Ahora bien, es indudable que si los Apóstoles hubiesen aceptado posesiones se hubiesen hecho mucho más sospechosos de predicar en provecho propio que si poseyesen oro o plata. Andarían además con grandes preocupaciones por el cultivo de sus campos, puesto que muchos más serían los gastos y cuidados en las posesiones de campos y viñas, que si poseyesen bienes muebles. De todo esto se deduce que los Apóstoles tenían prohibido poseer campos, viñedos u otra clase de bienes inmuebles. ¿Y quién puede decir sin herejía que aquella primera instrucción que Cristo dio a sus discípulos rebajaba la perfección evangélica? Yerran, pues, en doctrina de fe al decir que son menos perfectos los que carecen de posesiones en común.
c) El ejemplo y doctrina de los Apóstoles.
Pasemos a considerar ahora cómo observaron los Apóstoles estos preceptos, ya que, como dice San Agustín en su obra Contra la Mentira, las Sagradas Escrituras contienen no sólo los preceptos divinos, sino también relatan la vida y los hechos de los justos, para que de este modo, si hubiese alguna duda acerca de la interpretación de uno de estos preceptos, el modo de obrar de los justos nos saque de ella. Y bien; que los Apóstoles no poseían ningún bien temporal, ni llevaban provisiones para el viaje antes de la Pasión, consta claramente en aquel pasaje de San Lucas (22, 35) en el que el Señor dice a sus discípulos: En aquel tiempo en que os envié sin bolsillo, sin alforja y sin zapatos ¿por ventura, os faltó alguna cosa? Nada, respondieron ellos. Pero después añade: Mas ahora, prosiguió Jesús, el que tiene bolsillo llévelo, y también alforja. De ahí podría deducir alguno que anulaba totalmente los preceptos dados anteriormente. Pero esta anulación debe entenderse con respecto a las personas de los Apóstoles, sólo para el tiempo de inminente persecución. Así lo explica San Beda: "No les da a sus discípulos la misma norma de vida para tiempos de persecución que para tiempos de paz. Cuando envió a sus discípulos a predicar, les prohibió llevar provisiones para el viaje, queriendo con ello que quienes predican el Evangelio vivan del Evangelio. Pero cuando amenazaba peligro de muerte, cuando toda una nación se conjuraba contra el Pastor y su rebaño, les prescribe una norma de vida acomodada a los tiempos, permitiéndoles llevar lo necesario para la vida hasta que, aplacado el furor de los perseguidores, se vuelva a predicar en paz el Evangelio. Esto nos da ejemplo de que cuando urge una causa justa, podemos sin pecado de nuestra parte, templar un poco el rigor de nuestras resoluciones". De ahí que para cumplir a perfección la doctrina del Evangelio, es necesario privarse de toda propiedad terrena.
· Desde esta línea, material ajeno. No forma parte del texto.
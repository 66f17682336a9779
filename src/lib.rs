//! h2-frame-codec: a sans-I/O HTTP/2 frame codec
//!
//! This crate converts a byte stream on an HTTP/2 connection into typed
//! frame records and back. It handles three tightly coupled concerns:
//!
//! 1. **Framing**: the fixed 9-octet header plus a variable payload shaped
//!    by the type byte, including per-type padding and length rules.
//! 2. **Header compression binding**: HEADERS/PUSH_PROMISE/CONTINUATION
//!    payloads carry HPACK header-block fragments that mutate a shared,
//!    per-connection-direction dynamic table; this crate threads that
//!    table through every encode/decode call rather than owning it.
//! 3. **Flag semantics**: flag bits are reused across frame types (0x1 is
//!    both `ACK` and `END_STREAM`); flag accessors are scoped per frame
//!    type to prevent misreads.
//!
//! # Features
//!
//! - **Sans-I/O core**: [`Frame::decode`]/[`Frame::serialize`] operate on
//!   in-memory byte slices; [`recv_frame`]/[`send_frame`] add a thin,
//!   synchronous transport shim on top (any `Read`/`Write`).
//! - **RFC 7540 compliant**: all ten frame types, with shape validation per
//!   §6, padding and priority handling, and an ignore-unknown-frame-type
//!   policy.
//! - **HPACK via `fluke-hpack`**: [`HpackEncoder`]/[`HpackDecoder`] wrap the
//!   dynamic table this crate treats as an opaque collaborator.
//!
//! # Quick start
//!
//! ```rust
//! use h2_frame_codec::{CodecConfig, HpackDecoder, recv_frame};
//!
//! let bytes: &[u8] = &[0, 0, 0, 4, 1, 0, 0, 0, 0]; // SETTINGS ACK
//! let mut cursor = bytes;
//! let mut hpack = HpackDecoder::new();
//! let frame = recv_frame(&mut cursor, &mut hpack, &CodecConfig::default()).unwrap();
//! println!("{:?}", frame);
//! ```
//!
//! # Architecture
//!
//! This crate is intentionally narrow. It does NOT provide:
//! - A stream state machine, flow-control accounting, or CONTINUATION
//!   reassembly across frames. Those belong to a stream-layer collaborator
//!   that sits on top.
//! - A transport or TLS/ALPN handshake. `recv_frame`/`send_frame` accept
//!   any `Read`/`Write`, nothing more.
//! - HTTP semantic validation of header names/values.

pub mod codec;
pub mod config;
pub mod error;
pub mod flags;
pub mod frame;
pub mod header;
pub mod hpack;

pub use codec::{recv_frame, send_frame, skip_frame};
pub use config::{
    CodecConfig, ABSOLUTE_MAX_FRAME_SIZE, DEFAULT_MAX_FRAME_SIZE, DEFAULT_MAX_HEADER_BLOCK_SIZE,
};
pub use error::Error;
pub use frame::{
    ContinuationFrame, DataFrame, Frame, GoAwayFrame, HeadersFrame, PingFrame, PriorityFrame,
    PriorityParams, PushPromiseFrame, RstStreamFrame, SettingsFrame, SettingsParameter,
    WindowUpdateFrame,
};
pub use header::{FrameHeader, FrameType, HEADER_LEN};
pub use hpack::{H2Header, HpackDecoder, HpackEncoder};

/// Well-known HTTP/2 error codes (RFC 7540 §7). Values outside this set are
/// valid on the wire and must be passed through untouched. Callers that
/// need to recognize one of these should match against the constants
/// directly rather than requiring an enum conversion to succeed.
pub mod error_code {
    pub const NO_ERROR: u32 = 0x0;
    pub const PROTOCOL_ERROR: u32 = 0x1;
    pub const INTERNAL_ERROR: u32 = 0x2;
    pub const FLOW_CONTROL_ERROR: u32 = 0x3;
    pub const SETTINGS_TIMEOUT: u32 = 0x4;
    pub const STREAM_CLOSED: u32 = 0x5;
    pub const FRAME_SIZE_ERROR: u32 = 0x6;
    pub const REFUSED_STREAM: u32 = 0x7;
    pub const CANCEL: u32 = 0x8;
    pub const COMPRESSION_ERROR: u32 = 0x9;
    pub const CONNECT_ERROR: u32 = 0xa;
    pub const ENHANCE_YOUR_CALM: u32 = 0xb;
    pub const INADEQUATE_SECURITY: u32 = 0xc;
    pub const HTTP_1_1_REQUIRED: u32 = 0xd;
}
También consta claramente qué conducta observaron y enseñaron a observar los Apóstoles después de la Pasión, en aquel pasaje de los Hechos (4, 32): Toda la multitud de los fieles tenía un mismo corazón y una misma alma; ni había entre ellos quien considerase como suyo lo que poseía, sino que tenían las cosas en común. Alguno pensará por ello que tenían propiedades: viñedos, campos, por ejemplo. El texto siguiente (vers. 34) excluye esta suposición: Los que tenían posesiones o casas, las vendían, traían el precio de ellas y las ponían a los pies de los Apóstoles.
Como se ve, la observancia de la vida evangélica consiste en poseer en común lo necesario para la vida, renunciando los propietarios completamente a sus posesiones. Que sea esto necesario para una mayor perfección, se prueba por aquello que dice San Agustín en su libro De la Doctrina Cristiana: "Aquellos judíos que creyeron y constituyeron la primera Iglesia de Jerusalén, nos muestran a las claras cuán útil es estar sometidos a un pedagogo, esto es, a la ley. Tan dóciles fueron al Espíritu Santo, que vendían todos sus bienes y ponían su producto a los pies de los Apóstoles para que los distribuyeran entre los pobres. Nunca -añade poco después- se ha escrito de ninguna religión pagana que hiciera lo mismo, pues no se encontró gente tan bien dispuesta entre aquellos que adoraban como dioses a estatuas hecha por ellos mismos".
d) La primitiva observancia y las posteriores necesidades de la Iglesia.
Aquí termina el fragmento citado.